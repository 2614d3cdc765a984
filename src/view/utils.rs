//! Utility functions for rendering pages

/// Escapes text for use in HTML element content and quoted attributes.
pub fn escape_html(text: &str) -> String {
    let mut escaped = String::with_capacity(text.len());
    for c in text.chars() {
        match c {
            '&' => escaped.push_str("&amp;"),
            '<' => escaped.push_str("&lt;"),
            '>' => escaped.push_str("&gt;"),
            '"' => escaped.push_str("&quot;"),
            '\'' => escaped.push_str("&#39;"),
            _ => escaped.push(c),
        }
    }
    escaped
}

#[cfg(test)]
mod tests {
    use super::*;

    #[test]
    fn test_escape_html() {
        assert_eq!(
            escape_html(r#"<a href="x">Tom & Jerry's</a>"#),
            "&lt;a href=&quot;x&quot;&gt;Tom &amp; Jerry&#39;s&lt;/a&gt;"
        );
        assert_eq!(escape_html("plain"), "plain");
    }
}
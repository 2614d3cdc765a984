//! Sign up

use axum::extract::State;
use axum::response::{Html, Redirect};
use axum::Form;
use serde::Deserialize;

use super::{ApiError, AppState};
use crate::auth::User;
use crate::view;

#[derive(Debug, Deserialize)]
pub struct SignUpForm {
    pub name: String,
    pub email: String,
    pub password: String,
}

pub(super) async fn new_user() -> Html<String> {
    Html(view::sign_up_page())
}

pub(super) async fn create_user(
    State(state): State<AppState>,
    Form(form): Form<SignUpForm>,
) -> Result<Redirect, ApiError> {
    let user = state.users.insert(User::new(&form.name, &form.email, &form.password)?)?;
    tracing::info!(user_id = %user.id, "User signed up");
    Ok(Redirect::to("/"))
}
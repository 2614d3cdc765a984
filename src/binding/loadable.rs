//! Load state and waiting for it

use std::time::Duration;

use super::observable::LoadSignal;
use crate::error::{HallonError, Result};
use crate::native::ErrorCode;

/// Polling period for entities the native side loads lazily.
const POLL_INTERVAL: Duration = Duration::from_millis(10);

#[derive(Clone, Debug, PartialEq, Eq)]
pub enum LoadState {
    Unloaded,
    Loading,
    Loaded,
    Failed(String),
}

impl LoadState {
    pub fn is_terminal(&self) -> bool {
        matches!(self, LoadState::Loaded | LoadState::Failed(_))
    }
}

/// An entity whose native data arrives some time after construction.
pub trait Loadable {
    fn is_loaded(&self) -> bool;

    /// The native status, reported verbatim.
    fn status(&self) -> ErrorCode;

    /// Completion signal for entities created by a native async call.
    fn load_signal(&self) -> Option<&LoadSignal> {
        None
    }

    fn load_state(&self) -> LoadState {
        match self.load_signal() {
            Some(signal) => signal.state(),
            None if self.is_loaded() => LoadState::Loaded,
            None => LoadState::Loading,
        }
    }
}

/// Waits until `entity` reaches a terminal state.
///
/// A timeout only stops this wait; the native request keeps running and the
/// entity stays `Loading`.
pub async fn wait_until_loaded<L>(entity: &L, timeout: Option<Duration>) -> Result<()>
where
    L: Loadable + ?Sized,
{
    let wait = async {
        match entity.load_signal() {
            Some(signal) => signal.wait().await,
            None => {
                while !entity.is_loaded() {
                    tokio::time::sleep(POLL_INTERVAL).await;
                }
                Ok(())
            }
        }
    };

    match timeout {
        Some(limit) => tokio::time::timeout(limit, wait)
            .await
            .map_err(|_| HallonError::Timeout(limit))?,
        None => wait.await,
    }
}

#[cfg(test)]
mod tests {
    use super::*;
    use std::sync::atomic::{AtomicUsize, Ordering};

    /// Loads after a fixed number of polls.
    struct Lazy {
        polls: AtomicUsize,
        after: usize,
    }

    impl Loadable for Lazy {
        fn is_loaded(&self) -> bool {
            self.polls.fetch_add(1, Ordering::SeqCst) >= self.after
        }

        fn status(&self) -> ErrorCode {
            ErrorCode::Ok
        }
    }

    #[tokio::test]
    async fn test_polls_until_loaded() {
        let entity = Lazy { polls: AtomicUsize::new(0), after: 3 };
        wait_until_loaded(&entity, Some(Duration::from_secs(5))).await.unwrap();
        assert!(entity.polls.load(Ordering::SeqCst) >= 4);
    }

    #[tokio::test]
    async fn test_times_out() {
        let entity = Lazy { polls: AtomicUsize::new(0), after: usize::MAX };
        let limit = Duration::from_millis(30);
        let result = wait_until_loaded(&entity, Some(limit)).await;
        assert_eq!(result, Err(HallonError::Timeout(limit)));
        assert_eq!(entity.load_state(), LoadState::Loading);
    }

    #[test]
    fn test_terminal_states() {
        assert!(!LoadState::Unloaded.is_terminal());
        assert!(!LoadState::Loading.is_terminal());
        assert!(LoadState::Loaded.is_terminal());
        assert!(LoadState::Failed("x".into()).is_terminal());
    }
}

**Your assignment:**
Lines with the word "crate": copy each one from the data above.

**Task output:**
use crate::auth::User;
use crate::view;
use crate::error::{HallonError, Result};
use crate::native::ErrorCode;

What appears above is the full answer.